- [Instructions to follow]
Word for word, reproduce every line of the data.

- [Stored data entries]
——

// Operator-intent state and the fixed-rate command tick.
//
// The controller is owned by the teleop loop: the input-capture path
// mutates the hold set, the tick reads it. Nothing else touches this
// state. While moving, every tick publishes; on the moving-to-idle
// transition exactly one explicit stop goes out; idle periods are silent.

use std::collections::HashSet;

use crate::messages::MotorCommand;

/// Velocities below this are treated as zero.
const VEL_EPSILON: f64 = 1e-9;

/// One directional hold. Each adds or subtracts one step of velocity on
/// one side of the base.
#[derive(Debug, Clone, Copy, PartialEq, Eq, Hash)]
pub enum Hold {
    LeftForward,
    LeftReverse,
    RightForward,
    RightReverse,
}

/// Outcome of one publish tick.
#[derive(Debug)]
pub enum Tick {
    /// Holds are active; publish this command.
    Command(MotorCommand),
    /// All holds just released; publish this single stop.
    Stop(MotorCommand),
    /// Already idle; publish nothing.
    Idle,
}

pub struct DeadmanController {
    holds: HashSet<Hold>,
    seq: u64,
    step: f64,
    deadman_ms: u32,
    unit: String,
    moving: bool,
}

impl DeadmanController {
    pub fn new(step: f64, deadman_ms: u32, unit: &str) -> Self {
        Self {
            holds: HashSet::new(),
            seq: 0,
            step,
            deadman_ms,
            unit: unit.to_string(),
            moving: false,
        }
    }

    pub fn press(&mut self, hold: Hold) {
        self.holds.insert(hold);
    }

    /// Returns true when this release left no active holds.
    pub fn release(&mut self, hold: Hold) -> bool {
        self.holds.remove(&hold);
        self.holds.is_empty()
    }

    /// Drops every active hold. Returns true if any were held.
    pub fn clear_holds(&mut self) -> bool {
        let had_holds = !self.holds.is_empty();
        self.holds.clear();
        had_holds
    }

    pub fn has_holds(&self) -> bool {
        !self.holds.is_empty()
    }

    /// Left/right velocity implied by the current holds.
    fn desired(&self) -> (f64, f64) {
        let mut v_l = 0.0;
        let mut v_r = 0.0;
        if self.holds.contains(&Hold::LeftForward) {
            v_l += self.step;
        }
        if self.holds.contains(&Hold::LeftReverse) {
            v_l -= self.step;
        }
        if self.holds.contains(&Hold::RightForward) {
            v_r += self.step;
        }
        if self.holds.contains(&Hold::RightReverse) {
            v_r -= self.step;
        }
        (v_l, v_r)
    }

    fn next_seq(&mut self) -> u64 {
        let seq = self.seq;
        self.seq = self.seq.wrapping_add(1);
        seq
    }

    /// One fixed-rate publish tick.
    pub fn tick(&mut self) -> Tick {
        let (v_l, v_r) = self.desired();
        if v_l.abs() <= VEL_EPSILON && v_r.abs() <= VEL_EPSILON {
            if self.moving {
                self.moving = false;
                return Tick::Stop(self.stop_command());
            }
            return Tick::Idle;
        }
        self.moving = true;
        let seq = self.next_seq();
        Tick::Command(MotorCommand::new(v_l, v_r, &self.unit, self.deadman_ms, seq))
    }

    /// Fresh zero-velocity command with its own seq and timestamp, for
    /// stop bursts and the idle transition.
    pub fn stop_command(&mut self) -> MotorCommand {
        let seq = self.next_seq();
        MotorCommand::stop(&self.unit, self.deadman_ms, seq)
    }
}

#[cfg(test)]
mod tests {
    use super::*;

    fn controller() -> DeadmanController {
        DeadmanController::new(0.10, 300, "mps")
    }

    #[test]
    fn test_held_key_publishes_every_tick() {
        let mut ctl = controller();
        ctl.press(Hold::LeftForward);

        for _ in 0..3 {
            match ctl.tick() {
                Tick::Command(cmd) => {
                    assert!((cmd.v_l - 0.10).abs() < 1e-12);
                    assert_eq!(cmd.v_r, 0.0);
                    assert_eq!(cmd.deadman_ms, 300);
                }
                other => panic!("expected command while held, got {:?}", other),
            }
        }
    }

    #[test]
    fn test_release_emits_exactly_one_stop_then_silence() {
        let mut ctl = controller();
        ctl.press(Hold::LeftForward);
        assert!(matches!(ctl.tick(), Tick::Command(_)));

        assert!(ctl.release(Hold::LeftForward));
        match ctl.tick() {
            Tick::Stop(cmd) => assert!(cmd.is_stop()),
            other => panic!("expected single stop, got {:?}", other),
        }
        for _ in 0..5 {
            assert!(matches!(ctl.tick(), Tick::Idle));
        }
    }

    #[test]
    fn test_idle_from_start_is_silent() {
        let mut ctl = controller();
        assert!(matches!(ctl.tick(), Tick::Idle));
        assert!(matches!(ctl.tick(), Tick::Idle));
    }

    #[test]
    fn test_opposite_holds_cancel_to_idle() {
        let mut ctl = controller();
        ctl.press(Hold::LeftForward);
        assert!(matches!(ctl.tick(), Tick::Command(_)));

        // opposing hold cancels the side exactly; counts as idle
        ctl.press(Hold::LeftReverse);
        assert!(matches!(ctl.tick(), Tick::Stop(_)));
        assert!(matches!(ctl.tick(), Tick::Idle));
    }

    #[test]
    fn test_both_sides_combine() {
        let mut ctl = controller();
        ctl.press(Hold::LeftForward);
        ctl.press(Hold::RightReverse);
        match ctl.tick() {
            Tick::Command(cmd) => {
                assert!((cmd.v_l - 0.10).abs() < 1e-12);
                assert!((cmd.v_r + 0.10).abs() < 1e-12);
            }
            other => panic!("expected command, got {:?}", other),
        }
    }

    #[test]
    fn test_seq_increases_across_ticks_and_stops() {
        let mut ctl = controller();
        ctl.press(Hold::RightForward);

        let mut last = None;
        for _ in 0..4 {
            if let Tick::Command(cmd) = ctl.tick() {
                if let Some(prev) = last {
                    assert!(cmd.seq > prev, "seq must increase within a session");
                }
                last = Some(cmd.seq);
            }
        }
        ctl.release(Hold::RightForward);
        if let Tick::Stop(cmd) = ctl.tick() {
            assert!(cmd.seq > last.unwrap());
        } else {
            panic!("expected stop");
        }
    }

    #[test]
    fn test_clear_holds_reports_whether_any_were_held() {
        let mut ctl = controller();
        assert!(!ctl.clear_holds());
        ctl.press(Hold::LeftReverse);
        assert!(ctl.clear_holds());
        assert!(!ctl.has_holds());
    }

    #[test]
    fn test_stop_command_mints_fresh_seq() {
        let mut ctl = controller();
        let a = ctl.stop_command();
        let b = ctl.stop_command();
        assert!(a.is_stop() && b.is_stop());
        assert_eq!(b.seq, a.seq + 1);
    }
}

——

- [Response area]
// Operator-intent state and the fixed-rate command tick.
//
// The controller is owned by the teleop loop: the input-capture path
// mutates the hold set, the tick reads it. Nothing else touches this
// state. While moving, every tick publishes; on the moving-to-idle
// transition exactly one explicit stop goes out; idle periods are silent.

use std::collections::HashSet;

use crate::messages::MotorCommand;

/// Velocities below this are treated as zero.
const VEL_EPSILON: f64 = 1e-9;

/// One directional hold. Each adds or subtracts one step of velocity on
/// one side of the base.
#[derive(Debug, Clone, Copy, PartialEq, Eq, Hash)]
pub enum Hold {
    LeftForward,
    LeftReverse,
    RightForward,
    RightReverse,
}

/// Outcome of one publish tick.
#[derive(Debug)]
pub enum Tick {
    /// Holds are active; publish this command.
    Command(MotorCommand),
    /// All holds just released; publish this single stop.
    Stop(MotorCommand),
    /// Already idle; publish nothing.
    Idle,
}

pub struct DeadmanController {
    holds: HashSet<Hold>,
    seq: u64,
    step: f64,
    deadman_ms: u32,
    unit: String,
    moving: bool,
}

impl DeadmanController {
    pub fn new(step: f64, deadman_ms: u32, unit: &str) -> Self {
        Self {
            holds: HashSet::new(),
            seq: 0,
            step,
            deadman_ms,
            unit: unit.to_string(),
            moving: false,
        }
    }

    pub fn press(&mut self, hold: Hold) {
        self.holds.insert(hold);
    }

    /// Returns true when this release left no active holds.
    pub fn release(&mut self, hold: Hold) -> bool {
        self.holds.remove(&hold);
        self.holds.is_empty()
    }

    /// Drops every active hold. Returns true if any were held.
    pub fn clear_holds(&mut self) -> bool {
        let had_holds = !self.holds.is_empty();
        self.holds.clear();
        had_holds
    }

    pub fn has_holds(&self) -> bool {
        !self.holds.is_empty()
    }

    /// Left/right velocity implied by the current holds.
    fn desired(&self) -> (f64, f64) {
        let mut v_l = 0.0;
        let mut v_r = 0.0;
        if self.holds.contains(&Hold::LeftForward) {
            v_l += self.step;
        }
        if self.holds.contains(&Hold::LeftReverse) {
            v_l -= self.step;
        }
        if self.holds.contains(&Hold::RightForward) {
            v_r += self.step;
        }
        if self.holds.contains(&Hold::RightReverse) {
            v_r -= self.step;
        }
        (v_l, v_r)
    }

    fn next_seq(&mut self) -> u64 {
        let seq = self.seq;
        self.seq = self.seq.wrapping_add(1);
        seq
    }

    /// One fixed-rate publish tick.
    pub fn tick(&mut self) -> Tick {
        let (v_l, v_r) = self.desired();
        if v_l.abs() <= VEL_EPSILON && v_r.abs() <= VEL_EPSILON {
            if self.moving {
                self.moving = false;
                return Tick::Stop(self.stop_command());
            }
            return Tick::Idle;
        }
        self.moving = true;
        let seq = self.next_seq();
        Tick::Command(MotorCommand::new(v_l, v_r, &self.unit, self.deadman_ms, seq))
    }

    /// Fresh zero-velocity command with its own seq and timestamp, for
    /// stop bursts and the idle transition.
    pub fn stop_command(&mut self) -> MotorCommand {
        let seq = self.next_seq();
        MotorCommand::stop(&self.unit, self.deadman_ms, seq)
    }
}

#[cfg(test)]
mod tests {
    use super::*;

    fn controller() -> DeadmanController {
        DeadmanController::new(0.10, 300, "mps")
    }

    #[test]
    fn test_held_key_publishes_every_tick() {
        let mut ctl = controller();
        ctl.press(Hold::LeftForward);

        for _ in 0..3 {
            match ctl.tick() {
                Tick::Command(cmd) => {
                    assert!((cmd.v_l - 0.10).abs() < 1e-12);
                    assert_eq!(cmd.v_r, 0.0);
                    assert_eq!(cmd.deadman_ms, 300);
                }
                other => panic!("expected command while held, got {:?}", other),
            }
        }
    }

    #[test]
    fn test_release_emits_exactly_one_stop_then_silence() {
        let mut ctl = controller();
        ctl.press(Hold::LeftForward);
        assert!(matches!(ctl.tick(), Tick::Command(_)));

        assert!(ctl.release(Hold::LeftForward));
        match ctl.tick() {
            Tick::Stop(cmd) => assert!(cmd.is_stop()),
            other => panic!("expected single stop, got {:?}", other),
        }
        for _ in 0..5 {
            assert!(matches!(ctl.tick(), Tick::Idle));
        }
    }

    #[test]
    fn test_idle_from_start_is_silent() {
        let mut ctl = controller();
        assert!(matches!(ctl.tick(), Tick::Idle));
        assert!(matches!(ctl.tick(), Tick::Idle));
    }

    #[test]
    fn test_opposite_holds_cancel_to_idle() {
        let mut ctl = controller();
        ctl.press(Hold::LeftForward);
        assert!(matches!(ctl.tick(), Tick::Command(_)));

        // opposing hold cancels the side exactly; counts as idle
        ctl.press(Hold::LeftReverse);
        assert!(matches!(ctl.tick(), Tick::Stop(_)));
        assert!(matches!(ctl.tick(), Tick::Idle));
    }

    #[test]
    fn test_both_sides_combine() {
        let mut ctl = controller();
        ctl.press(Hold::LeftForward);
        ctl.press(Hold::RightReverse);
        match ctl.tick() {
            Tick::Command(cmd) => {
                assert!((cmd.v_l - 0.10).abs() < 1e-12);
                assert!((cmd.v_r + 0.10).abs() < 1e-12);
            }
            other => panic!("expected command, got {:?}", other),
        }
    }

    #[test]
    fn test_seq_increases_across_ticks_and_stops() {
        let mut ctl = controller();
        ctl.press(Hold::RightForward);

        let mut last = None;
        for _ in 0..4 {
            if let Tick::Command(cmd) = ctl.tick() {
                if let Some(prev) = last {
                    assert!(cmd.seq > prev, "seq must increase within a session");
                }
                last = Some(cmd.seq);
            }
        }
        ctl.release(Hold::RightForward);
        if let Tick::Stop(cmd) = ctl.tick() {
            assert!(cmd.seq > last.unwrap());
        } else {
            panic!("expected stop");
        }
    }

    #[test]
    fn test_clear_holds_reports_whether_any_were_held() {
        let mut ctl = controller();
        assert!(!ctl.clear_holds());
        ctl.press(Hold::LeftReverse);
        assert!(ctl.clear_holds());
        assert!(!ctl.has_holds());
    }

    #[test]
    fn test_stop_command_mints_fresh_seq() {
        let mut ctl = controller();
        let a = ctl.stop_command();
        let b = ctl.stop_command();
        assert!(a.is_stop() && b.is_stop());
        assert_eq!(b.seq, a.seq + 1);
    }
}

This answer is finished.